Довольно часто в качестве классического образца провинциальной гладиаторской школы рассматривается постройка, открытая в Помпеях, но это является заблуждением. Настоящая школа была разрушена землетрясением 62 г., и под нее наскоро переоборудовали расположенный близ местного театра четырехсторонний портик дорического ордера, первоначально предназначавшийся для прогулок зрителей в антрактах между представлениями[29]. Находившийся в центре постройки большой прямоугольный двор размерами 55x44 м стал использоваться для тренировок (рис. 9). Пришлось проход в театр заложить, а к колоннаде пристроить жилые помещения в два этажа, освещавшиеся через двери. На втором этаже находились комнаты ланисты и другие помещения, откуда можно было наблюдать за упражнениями новобранцев. Первый этаж предназначался под низкие тесные каморки площадью около 4 кв. м, в каждой из которых размещалось на время сна не более двух человек. Несколько больших размеров был карцер, имевший зарешеченные окна и настолько низкие потолки, что выпрямиться в полный рост было невозможно. Под слоем застывших лавы и пепла здесь обнаружили останки четырех человек, прикованных цепями к стене, и ножные колодки.
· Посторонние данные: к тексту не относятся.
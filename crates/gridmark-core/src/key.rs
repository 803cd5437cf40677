#![forbid(unsafe_code)]

//! Canonical key tokens.
//!
//! Hosts deliver keys as string identifiers (`"j"`, `"Enter"`, `"ArrowUp"`,
//! `"Ctrl+c"`). [`Key::parse`] maps those onto a small closed vocabulary so
//! that flow control and plugins can match on an enum instead of strings.
//!
//! # Design Notes
//!
//! - Browser-style names (`ArrowUp`, `Esc`, `Del`) and terminal-style names
//!   (`Up`, `Escape`, `Delete`) are both accepted.
//! - A single grapheme that is not a named key becomes [`KeyCode::Char`].
//! - Unknown multi-character tokens (`"Shift"`, `"Dead"`) are rejected; the
//!   host drops them before they reach any component.
//! - `Display` renders the canonical form, which round-trips through `parse`.

use core::fmt;

use bitflags::bitflags;

/// A key press delivered by the host.
#[derive(Debug, Clone, Copy, PartialEq, Eq, Hash)]
pub struct Key {
    /// The key that was pressed.
    pub code: KeyCode,
    /// Modifier keys held with it.
    pub modifiers: Modifiers,
}

/// Key codes.
#[derive(Debug, Clone, Copy, PartialEq, Eq, Hash, PartialOrd, Ord)]
pub enum KeyCode {
    /// A printable character.
    Char(char),
    /// Enter/Return.
    Enter,
    /// Escape.
    Escape,
    /// Backspace.
    Backspace,
    /// Tab.
    Tab,
    /// Shift+Tab.
    BackTab,
    /// Delete.
    Delete,
    /// Insert.
    Insert,
    /// Home.
    Home,
    /// End.
    End,
    /// Page Up.
    PageUp,
    /// Page Down.
    PageDown,
    /// Up arrow.
    Up,
    /// Down arrow.
    Down,
    /// Left arrow.
    Left,
    /// Right arrow.
    Right,
    /// Function key (F1-F24).
    F(u8),
}

bitflags! {
    /// Modifier keys held during a key press.
    #[derive(Debug, Clone, Copy, PartialEq, Eq, Hash)]
    pub struct Modifiers: u8 {
        /// No modifiers.
        const NONE  = 0b0000;
        /// Shift key.
        const SHIFT = 0b0001;
        /// Alt/Option key.
        const ALT   = 0b0010;
        /// Control key.
        const CTRL  = 0b0100;
        /// Super/Meta/Command key.
        const SUPER = 0b1000;
    }
}

impl Default for Modifiers {
    fn default() -> Self {
        Self::NONE
    }
}

impl Key {
    /// A key with no modifiers.
    #[must_use]
    pub const fn new(code: KeyCode) -> Self {
        Self {
            code,
            modifiers: Modifiers::NONE,
        }
    }

    /// Shorthand for a printable character key.
    #[must_use]
    pub const fn char(c: char) -> Self {
        Self::new(KeyCode::Char(c))
    }

    /// Attach modifiers.
    #[must_use]
    pub const fn with_modifiers(mut self, modifiers: Modifiers) -> Self {
        self.modifiers = modifiers;
        self
    }

    /// Check if this is a specific character key.
    #[must_use]
    pub fn is_char(&self, c: char) -> bool {
        matches!(self.code, KeyCode::Char(ch) if ch == c)
    }

    /// Check if Ctrl is held.
    #[must_use]
    pub const fn ctrl(&self) -> bool {
        self.modifiers.contains(Modifiers::CTRL)
    }

    /// Parse a host key token.
    ///
    /// Modifier prefixes (`Ctrl+`, `Alt+`, `Shift+`, `Meta+`, `Super+`,
    /// `Cmd+`) may be stacked in any order. `"Shift+Tab"` becomes
    /// [`KeyCode::BackTab`].
    ///
    /// ```
    /// use gridmark_core::key::{Key, KeyCode, Modifiers};
    ///
    /// assert_eq!(Key::parse("ArrowUp"), Some(Key::new(KeyCode::Up)));
    /// assert_eq!(Key::parse("j"), Some(Key::char('j')));
    /// assert_eq!(
    ///     Key::parse("Ctrl+c"),
    ///     Some(Key::char('c').with_modifiers(Modifiers::CTRL))
    /// );
    /// assert_eq!(Key::parse("Shift"), None);
    /// ```
    #[must_use]
    pub fn parse(token: &str) -> Option<Self> {
        let mut modifiers = Modifiers::NONE;
        let mut rest = token;

        // A lone "+" is the plus key, not a separator.
        while let Some((prefix, tail)) = rest.split_once('+') {
            if tail.is_empty() {
                break;
            }
            let modifier = match prefix {
                "Ctrl" | "Control" => Modifiers::CTRL,
                "Alt" | "Option" => Modifiers::ALT,
                "Shift" => Modifiers::SHIFT,
                "Meta" | "Super" | "Cmd" => Modifiers::SUPER,
                _ => break,
            };
            modifiers |= modifier;
            rest = tail;
        }

        let code = KeyCode::parse(rest)?;
        if code == KeyCode::Tab && modifiers.contains(Modifiers::SHIFT) {
            return Some(Self::new(KeyCode::BackTab).with_modifiers(modifiers - Modifiers::SHIFT));
        }
        Some(Self { code, modifiers })
    }
}

impl From<KeyCode> for Key {
    fn from(code: KeyCode) -> Self {
        Self::new(code)
    }
}

impl KeyCode {
    /// Parse a bare key name (no modifier prefixes).
    #[must_use]
    pub fn parse(name: &str) -> Option<Self> {
        let code = match name {
            "Enter" | "Return" => Self::Enter,
            "Escape" | "Esc" => Self::Escape,
            "Backspace" => Self::Backspace,
            "Tab" => Self::Tab,
            "BackTab" => Self::BackTab,
            "Delete" | "Del" => Self::Delete,
            "Insert" => Self::Insert,
            "Home" => Self::Home,
            "End" => Self::End,
            "PageUp" => Self::PageUp,
            "PageDown" => Self::PageDown,
            "ArrowUp" | "Up" => Self::Up,
            "ArrowDown" | "Down" => Self::Down,
            "ArrowLeft" | "Left" => Self::Left,
            "ArrowRight" | "Right" => Self::Right,
            "Space" | "Spacebar" => Self::Char(' '),
            _ => return Self::parse_function(name).or_else(|| Self::parse_char(name)),
        };
        Some(code)
    }

    fn parse_function(name: &str) -> Option<Self> {
        let digits = name.strip_prefix('F')?;
        if digits.is_empty() || digits.starts_with('0') {
            return None;
        }
        let n: u8 = digits.parse().ok()?;
        (1..=24).contains(&n).then_some(Self::F(n))
    }

    fn parse_char(name: &str) -> Option<Self> {
        let mut chars = name.chars();
        let c = chars.next()?;
        if chars.next().is_some() || c.is_control() {
            return None;
        }
        Some(Self::Char(c))
    }

    /// True for Up/Down/Left/Right.
    #[must_use]
    pub const fn is_arrow(self) -> bool {
        matches!(self, Self::Up | Self::Down | Self::Left | Self::Right)
    }

    /// True for PageUp/PageDown/Home/End.
    #[must_use]
    pub const fn is_paging(self) -> bool {
        matches!(self, Self::PageUp | Self::PageDown | Self::Home | Self::End)
    }
}

impl fmt::Display for KeyCode {
    fn fmt(&self, f: &mut fmt::Formatter<'_>) -> fmt::Result {
        match self {
            Self::Char(' ') => f.write_str("Space"),
            Self::Char(c) => write!(f, "{c}"),
            Self::Enter => f.write_str("Enter"),
            Self::Escape => f.write_str("Escape"),
            Self::Backspace => f.write_str("Backspace"),
            Self::Tab => f.write_str("Tab"),
            Self::BackTab => f.write_str("BackTab"),
            Self::Delete => f.write_str("Delete"),
            Self::Insert => f.write_str("Insert"),
            Self::Home => f.write_str("Home"),
            Self::End => f.write_str("End"),
            Self::PageUp => f.write_str("PageUp"),
            Self::PageDown => f.write_str("PageDown"),
            Self::Up => f.write_str("ArrowUp"),
            Self::Down => f.write_str("ArrowDown"),
            Self::Left => f.write_str("ArrowLeft"),
            Self::Right => f.write_str("ArrowRight"),
            Self::F(n) => write!(f, "F{n}"),
        }
    }
}

impl fmt::Display for Key {
    fn fmt(&self, f: &mut fmt::Formatter<'_>) -> fmt::Result {
        if self.modifiers.contains(Modifiers::CTRL) {
            f.write_str("Ctrl+")?;
        }
        if self.modifiers.contains(Modifiers::ALT) {
            f.write_str("Alt+")?;
        }
        if self.modifiers.contains(Modifiers::SHIFT) {
            f.write_str("Shift+")?;
        }
        if self.modifiers.contains(Modifiers::SUPER) {
            f.write_str("Meta+")?;
        }
        write!(f, "{}", self.code)
    }
}

#[cfg(test)]
mod tests {
    use super::*;

    #[test]
    fn parses_browser_and_terminal_names() {
        assert_eq!(KeyCode::parse("ArrowLeft"), Some(KeyCode::Left));
        assert_eq!(KeyCode::parse("Left"), Some(KeyCode::Left));
        assert_eq!(KeyCode::parse("Esc"), Some(KeyCode::Escape));
        assert_eq!(KeyCode::parse("Escape"), Some(KeyCode::Escape));
        assert_eq!(KeyCode::parse("Return"), Some(KeyCode::Enter));
    }

    #[test]
    fn parses_function_keys_in_range() {
        assert_eq!(KeyCode::parse("F1"), Some(KeyCode::F(1)));
        assert_eq!(KeyCode::parse("F24"), Some(KeyCode::F(24)));
        assert_eq!(KeyCode::parse("F25"), None);
        assert_eq!(KeyCode::parse("F0"), None);
        assert_eq!(KeyCode::parse("F01"), None);
        // A bare "F" is just the letter.
        assert_eq!(KeyCode::parse("F"), Some(KeyCode::Char('F')));
    }

    #[test]
    fn single_graphemes_become_chars() {
        assert_eq!(Key::parse("j"), Some(Key::char('j')));
        assert_eq!(Key::parse("é"), Some(Key::char('é')));
        assert_eq!(Key::parse("+"), Some(Key::char('+')));
        assert_eq!(Key::parse("Space"), Some(Key::char(' ')));
    }

    #[test]
    fn rejects_unknown_and_control_tokens() {
        assert_eq!(Key::parse(""), None);
        assert_eq!(Key::parse("Shift"), None);
        assert_eq!(Key::parse("Unidentified"), None);
        assert_eq!(Key::parse("\u{7}"), None);
    }

    #[test]
    fn stacks_modifier_prefixes() {
        let key = Key::parse("Ctrl+Alt+x").unwrap();
        assert_eq!(key.code, KeyCode::Char('x'));
        assert_eq!(key.modifiers, Modifiers::CTRL | Modifiers::ALT);
        assert!(key.ctrl());
    }

    #[test]
    fn ctrl_plus_plus_is_the_plus_key() {
        let key = Key::parse("Ctrl++").unwrap();
        assert_eq!(key.code, KeyCode::Char('+'));
        assert!(key.ctrl());
    }

    #[test]
    fn shift_tab_is_back_tab() {
        assert_eq!(Key::parse("Shift+Tab"), Some(Key::new(KeyCode::BackTab)));
    }

    #[test]
    fn display_round_trips() {
        for token in ["ArrowUp", "Ctrl+c", "F5", "Space", "Alt+Shift+Enter", "q"] {
            let key = Key::parse(token).unwrap();
            assert_eq!(Key::parse(&key.to_string()), Some(key), "token {token}");
        }
    }

    #[test]
    fn classification_helpers() {
        assert!(KeyCode::Up.is_arrow());
        assert!(!KeyCode::Home.is_arrow());
        assert!(KeyCode::PageDown.is_paging());
        assert!(KeyCode::End.is_paging());
        assert!(!KeyCode::Char('j').is_paging());
    }
}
Они представляли собой деревянный брус с прикрепленной к нему железной полосой и кольцами, в которые пропускалась металлическая штанга, наглухо закреплявшаяся тяжелыми замками. Даже несколько часов, проведенных в таком неудобном положении, были мучительны.

Подсобную роль играли столовая и большая кухня, где готовилась обильная и сытная пища, главным образом из ячменной муки и бобов, считавшихся самыми полезными для физического развития тела. Действительно, необыкновенно высокий уровень содержания стронция в костях гладиаторов из Эфеса указывает на то, что они придерживались практически полностью вегетарианской диеты, приводившей, правда, к широкому распространению кариеса зубов. Известно также, что стронций гораздо лучше, чем кальций, способствует заживлению костной ткани, при этом прочность костей повышается. Это означает, что у гладиаторов были очень крепкие кости, способные вынести мощные удары на арене. Помимо прочего, растительная пища обеспечивала формирование плотной прослойки подкожного жира, служившего дополнительной защитой в случае проникающего ранения. В этом смысле многие художники-помпьеристы были абсолютно правы, изображая грузные, слегка оплывшие торсы своих любимых персонажей.

Рис. 9. Гладиаторская школа в Помпеях

Выход из школы всегда находился под присмотром многочисленных охранников. Спокойно миновать его можно было только в день игр, когда местные обитатели отправлялись отсюда, чтобы убивать или быть убитыми. А что же можно сказать о чувствах самих людей, выходивших на арену амфитеатра? В какой-то мере соприкоснуться с миром их мыслей позволяют надписи на стенах казармы. Конечно, большей частью это просто имена, сопровождаемые указанием на число выступлений и побед, но иногда встречаются памятные записи, сплетни и непристойные шутки. Например, некий Флор отмечает, что 26 июля он одержал победу в Нуцерии, а 14 августа — в Геркулануме. Фракийца Крескента его товарищи по казарме называют «господином ночных девиц» и «запоздалым их врачевателем», а ретиария Келада — «предметом девичьих воздыханий». В связи с этим можно вспомнить распространенную в научно-популярной литературе трактовку находки в помпейской казарме останков богатой дамы в том смысле, что она пришла сюда в день катастрофы на любовное свидание. Правда, тогда непонятно, зачем она принесла очень дорогие вещи? Видимо, в действительности все было гораздо прозаичнее: «…как и другие застигнутые врасплох жители Помпей, эта женщина бежала из города, захватив с собой драгоценности, и попыталась переждать каменный дождь под крышей казарм, однако крыша не выдержала и вскоре рухнула. Так что это не поединок любви и смерти, а печальная история тщетной попытки убежать от разъяренной стихии»[30].